There are times that I cry due to the fear I experience, sometimes so deep that I am weakened and physically exhausted in the end. BUT (ß there's one of those big buts again)...I find that he always comforts me because he knows my suffering, he knows my pain and my self-doubt.
I had stopped the practice of sharing my fears with people because I found that they liked trying to use them against me. So I stopped but I will share them here because I think it will help, want to put it out there for others to see and get out of fearful thinking.
-People forcing their fears on me or on my children and likewise me forcing my fears on my kids. I want to them to live productive and healthy lives and fear nothing and especially not carry my fears with them in their lives.
-I have a fear of not being accepted. I don't care if people don't like me or love me just as long as they accept and respect the human being that I am. Just as I accept and respect them.
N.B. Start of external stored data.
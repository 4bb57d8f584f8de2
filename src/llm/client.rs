use async_trait::async_trait;
use reqwest::Client;
use std::time::{Duration, Instant};
use tracing::{debug, error, info, warn};

use super::types::{ChatCompletionRequest, ChatCompletionResponse, CompletionOptions, Message};
use super::LlmClient;
use crate::config::{OpenAiConfig, RequestConfig};
use crate::error::{LlmError, LlmResult};

/// Client for OpenAI-compatible chat completion APIs
#[derive(Clone)]
pub struct OpenAiClient {
    client: Client,
    base_url: String,
    api_key: String,
    model: String,
    request_config: RequestConfig,
}

impl OpenAiClient {
    /// Create a new client
    pub fn new(config: &OpenAiConfig, request_config: RequestConfig) -> LlmResult<Self> {
        let client = Client::builder()
            .timeout(Duration::from_millis(request_config.timeout_ms))
            .build()
            .map_err(LlmError::Http)?;

        Ok(Self {
            client,
            base_url: config.base_url.trim_end_matches('/').to_string(),
            api_key: config.api_key.clone(),
            model: config.model.clone(),
            request_config,
        })
    }

    /// Call the chat completions endpoint, retrying with exponential backoff
    pub async fn chat_completion(
        &self,
        request: ChatCompletionRequest,
    ) -> LlmResult<ChatCompletionResponse> {
        let url = format!("{}/v1/chat/completions", self.base_url);

        let mut last_error = None;
        let mut retries = 0;

        while retries <= self.request_config.max_retries {
            if retries > 0 {
                let delay = Duration::from_millis(
                    self.request_config.retry_delay_ms * (2_u64.pow(retries - 1)),
                );
                warn!(
                    model = %request.model,
                    retry = retries,
                    delay_ms = delay.as_millis(),
                    "Retrying completion request"
                );
                tokio::time::sleep(delay).await;
            }

            let start = Instant::now();

            match self.execute_request(&url, &request).await {
                Ok(response) => {
                    let latency = start.elapsed();
                    info!(
                        model = %request.model,
                        latency_ms = latency.as_millis(),
                        total_tokens = response.usage.as_ref().and_then(|u| u.total_tokens),
                        "Completion request succeeded"
                    );
                    return Ok(response);
                }
                Err(e) => {
                    let latency = start.elapsed();
                    error!(
                        model = %request.model,
                        error = %e,
                        latency_ms = latency.as_millis(),
                        retry = retries,
                        "Completion request failed"
                    );
                    last_error = Some(e);
                    retries += 1;
                }
            }
        }

        Err(LlmError::Unavailable {
            message: last_error
                .map(|e| e.to_string())
                .unwrap_or_else(|| "Unknown error".to_string()),
            retries,
        })
    }

    /// Execute a single request (internal)
    async fn execute_request(
        &self,
        url: &str,
        request: &ChatCompletionRequest,
    ) -> LlmResult<ChatCompletionResponse> {
        debug!(
            model = %request.model,
            messages = request.messages.len(),
            "Calling completion API"
        );

        let response = self
            .client
            .post(url)
            .header("Authorization", format!("Bearer {}", self.api_key))
            .header("Content-Type", "application/json")
            .json(request)
            .send()
            .await
            .map_err(|e| {
                if e.is_timeout() {
                    LlmError::Timeout {
                        timeout_ms: self.request_config.timeout_ms,
                    }
                } else {
                    LlmError::Http(e)
                }
            })?;

        let status = response.status();

        if !status.is_success() {
            let error_body = response.text().await.unwrap_or_default();
            return Err(LlmError::Api {
                status: status.as_u16(),
                message: error_body,
            });
        }

        response
            .json()
            .await
            .map_err(|e| LlmError::InvalidResponse {
                message: format!("Failed to parse response: {}", e),
            })
    }

    /// Get the base URL (for testing)
    pub fn base_url(&self) -> &str {
        &self.base_url
    }
}

#[async_trait]
impl LlmClient for OpenAiClient {
    async fn complete(&self, messages: Vec<Message>, options: CompletionOptions) -> LlmResult<String> {
        let request = ChatCompletionRequest::new(&self.model, messages, &options);
        let response = self.chat_completion(request).await?;

        response
            .content()
            .map(str::to_string)
            .ok_or_else(|| LlmError::InvalidResponse {
                message: "Completion contained no text".to_string(),
            })
    }

    fn model(&self) -> String {
        self.model.clone()
    }
}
-I used to have this fear of being alone. It's not so strong anymore because I realize that I'm never alone in my life and look at the bigger picture but every now and then – the thoughts come about relationships and being single but they aren't as overwhelming as they were.
-I have a fear of not living up to my full potential. Having so many outlets and skills and never using them to help the world heal. Which is something pretty big in thought but something as simple as talking to people helps as well.
-I have a fear of displeasing God with the things I do and don't do. One of the prayers I speak the most is to be able to see myself and others through his eyes.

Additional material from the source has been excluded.